ANA will provide aircraft, which can best simulate humidity levels and other conditions aboard a spacecraft, to carry out experiments to develop the products.

“This partnership with Pola Orbis group is a step in a bold new direction as we seek to bring the comfort and convenience of ANA beyond Earth and into the final frontier,” the airline operator said in a press release.

Naoko Yamazaki, a former astronaut and the second Japanese woman to go to space, and Yusuke Murakami, a field architect researching extreme living environments, were guests for an online news conference held Sept. 11 to announce the project’s launch.

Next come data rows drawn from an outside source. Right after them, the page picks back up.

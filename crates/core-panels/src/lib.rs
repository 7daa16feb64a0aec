//! Overlay panel subsystem.
//!
//! At most one panel is active at a time. Panels draw onto a right-hand
//! sub-region of the terminal surface; the editor underneath is neither
//! scrolled nor resized. `show` is toggle-or-replace: requesting the
//! active panel's kind closes it, requesting a different kind swaps it.
//!
//! Panels never reach into editor state. When one wants something from the
//! editor (open a file, close itself) it parks a [`PanelRequest`] the main
//! loop collects after key handling.

use core_events::{KeyCode, KeyEvent};
use core_terminal::{Attr, Surface};
use tracing::info;

mod browser;
mod text;

pub use browser::FileBrowserPanel;
pub use text::TextPanel;

#[derive(Debug, Clone, Copy, PartialEq, Eq)]
pub enum PanelKind {
    AiResponse,
    FileBrowser,
    Git,
    LintReport,
    Help,
}

/// Something a panel asks the editor to do.
#[derive(Debug, Clone, PartialEq, Eq)]
pub enum PanelRequest {
    Close,
    OpenFile(std::path::PathBuf),
}

pub trait Panel {
    fn kind(&self) -> PanelKind;
    fn open(&mut self) {}
    fn close(&mut self) {}
    fn draw(&mut self, surface: &mut dyn Surface);
    /// Returns true when the panel consumed the key.
    fn handle_key(&mut self, key: KeyEvent) -> bool;
    fn resize(&mut self, rows: u16, cols: u16);
    fn take_request(&mut self) -> Option<PanelRequest> {
        None
    }
}

/// Result of a `show` call, so the caller can route focus.
#[derive(Debug, Clone, Copy, PartialEq, Eq)]
pub enum ShowOutcome {
    Opened,
    Toggled,
}

#[derive(Default)]
pub struct PanelManager {
    active: Option<Box<dyn Panel>>,
}

impl PanelManager {
    pub fn new() -> Self {
        Self::default()
    }

    pub fn is_active(&self) -> bool {
        self.active.is_some()
    }

    pub fn active_kind(&self) -> Option<PanelKind> {
        self.active.as_ref().map(|p| p.kind())
    }

    /// Toggle-or-replace: same kind closes, different kind replaces.
    pub fn show(&mut self, mut panel: Box<dyn Panel>) -> ShowOutcome {
        if self.active_kind() == Some(panel.kind()) {
            self.close_active();
            return ShowOutcome::Toggled;
        }
        if self.is_active() {
            self.close_active();
        }
        panel.open();
        info!(target: "panels", kind = ?panel.kind(), "panel_shown");
        self.active = Some(panel);
        ShowOutcome::Opened
    }

    pub fn close_active(&mut self) {
        if let Some(mut panel) = self.active.take() {
            panel.close();
            info!(target: "panels", kind = ?panel.kind(), "panel_closed");
        }
    }

    /// Deliver a key to the active panel. Returns true when consumed.
    pub fn handle_key(&mut self, key: KeyEvent) -> bool {
        match &mut self.active {
            Some(panel) => panel.handle_key(key),
            None => false,
        }
    }

    pub fn draw(&mut self, surface: &mut dyn Surface) {
        if let Some(panel) = &mut self.active {
            panel.draw(surface);
        }
    }

    pub fn resize(&mut self, rows: u16, cols: u16) {
        if let Some(panel) = &mut self.active {
            panel.resize(rows, cols);
        }
    }

    /// Collect any pending request; a `Close` request also tears the panel
    /// down here so the caller only has to restore focus.
    pub fn take_request(&mut self) -> Option<PanelRequest> {
        let request = self.active.as_mut().and_then(|p| p.take_request());
        if matches!(request, Some(PanelRequest::Close)) {
            self.close_active();
        }
        request
    }
}

/// Geometry shared by the built-in panels: a right-hand pane spanning the
/// text area rows.
pub(crate) fn pane_bounds(surface: &dyn Surface) -> (u16, u16, u16, u16) {
    let (rows, cols) = surface.dimensions();
    let pane_cols = (cols * 2 / 5).clamp(16.min(cols), cols);
    let x0 = cols - pane_cols;
    let pane_rows = rows.saturating_sub(2);
    (0, x0, pane_rows, pane_cols)
}

pub(crate) fn title_attr() -> Attr {
    Attr::reverse().with_bold()
}

pub(crate) fn footer_attr() -> Attr {
    Attr::default().with_dim()
}

pub(crate) fn is_close_key(key: KeyEvent) -> bool {
    matches!(key.code, KeyCode::Esc)
}

/// Wide-char-safe truncation to at most `max` display cells.
pub(crate) fn trim_cells(s: &str, max: u16) -> String {
    let max = usize::from(max);
    let mut out = String::new();
    let mut used = 0usize;
    for ch in s.chars() {
        let w = core_text::width::char_width(ch);
        if used + w > max {
            break;
        }
        out.push(ch);
        used += w;
    }
    out
}

#[cfg(test)]
mod tests {
    use super::*;
    use core_events::KeyMods;

    struct DummyPanel {
        kind: PanelKind,
        opened: bool,
        closed: bool,
    }

    impl DummyPanel {
        fn boxed(kind: PanelKind) -> Box<Self> {
            Box::new(Self {
                kind,
                opened: false,
                closed: false,
            })
        }
    }

    impl Panel for DummyPanel {
        fn kind(&self) -> PanelKind {
            self.kind
        }
        fn open(&mut self) {
            self.opened = true;
        }
        fn close(&mut self) {
            self.closed = true;
        }
        fn draw(&mut self, _surface: &mut dyn Surface) {}
        fn handle_key(&mut self, key: KeyEvent) -> bool {
            key.code == KeyCode::Char('x')
        }
        fn resize(&mut self, _rows: u16, _cols: u16) {}
    }

    #[test]
    fn show_same_kind_toggles_closed() {
        let mut manager = PanelManager::new();
        assert_eq!(
            manager.show(DummyPanel::boxed(PanelKind::Git)),
            ShowOutcome::Opened
        );
        assert!(manager.is_active());
        assert_eq!(
            manager.show(DummyPanel::boxed(PanelKind::Git)),
            ShowOutcome::Toggled
        );
        assert!(!manager.is_active());
    }

    #[test]
    fn show_different_kind_replaces() {
        let mut manager = PanelManager::new();
        manager.show(DummyPanel::boxed(PanelKind::Git));
        assert_eq!(
            manager.show(DummyPanel::boxed(PanelKind::Help)),
            ShowOutcome::Opened
        );
        assert_eq!(manager.active_kind(), Some(PanelKind::Help));
    }

    #[test]
    fn keys_route_to_active_panel() {
        let mut manager = PanelManager::new();
        assert!(!manager.handle_key(KeyEvent::plain(KeyCode::Char('x'))));
        manager.show(DummyPanel::boxed(PanelKind::Git));
        assert!(manager.handle_key(KeyEvent::plain(KeyCode::Char('x'))));
        assert!(!manager.handle_key(KeyEvent::new(KeyCode::Char('y'), KeyMods::empty())));
    }
}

The collaboration comes at a time when the reality of commercial space tourism is on the horizon.

The Artemis program led by NASA of the U.S. intends to return humans to the Moon by 2024 and establish sustainable lunar surface exploration with its partners, including Japan, by 2028.

Meanwhile, SpaceX, founded by Tesla Inc. billionaire Elon Musk, is planning to send tourists on a 10-day trip to the International Space Station in late 2021 and hopes to offer a Moon tour by 2023.

ANA began eyeing a stake in the new market in January 2018, when it launched a cross-sector project to explore the possibility of future expansion into space travel, space transportation and satellite data utilization.

Its partnership with Pola Orbis was prompted by the cosmetics manufacturer winning the ANA Holdings Prize for its Wellnesskin Tourism proposal at S-Booster 2019, a space business idea contest hosted by the Cabinet Office.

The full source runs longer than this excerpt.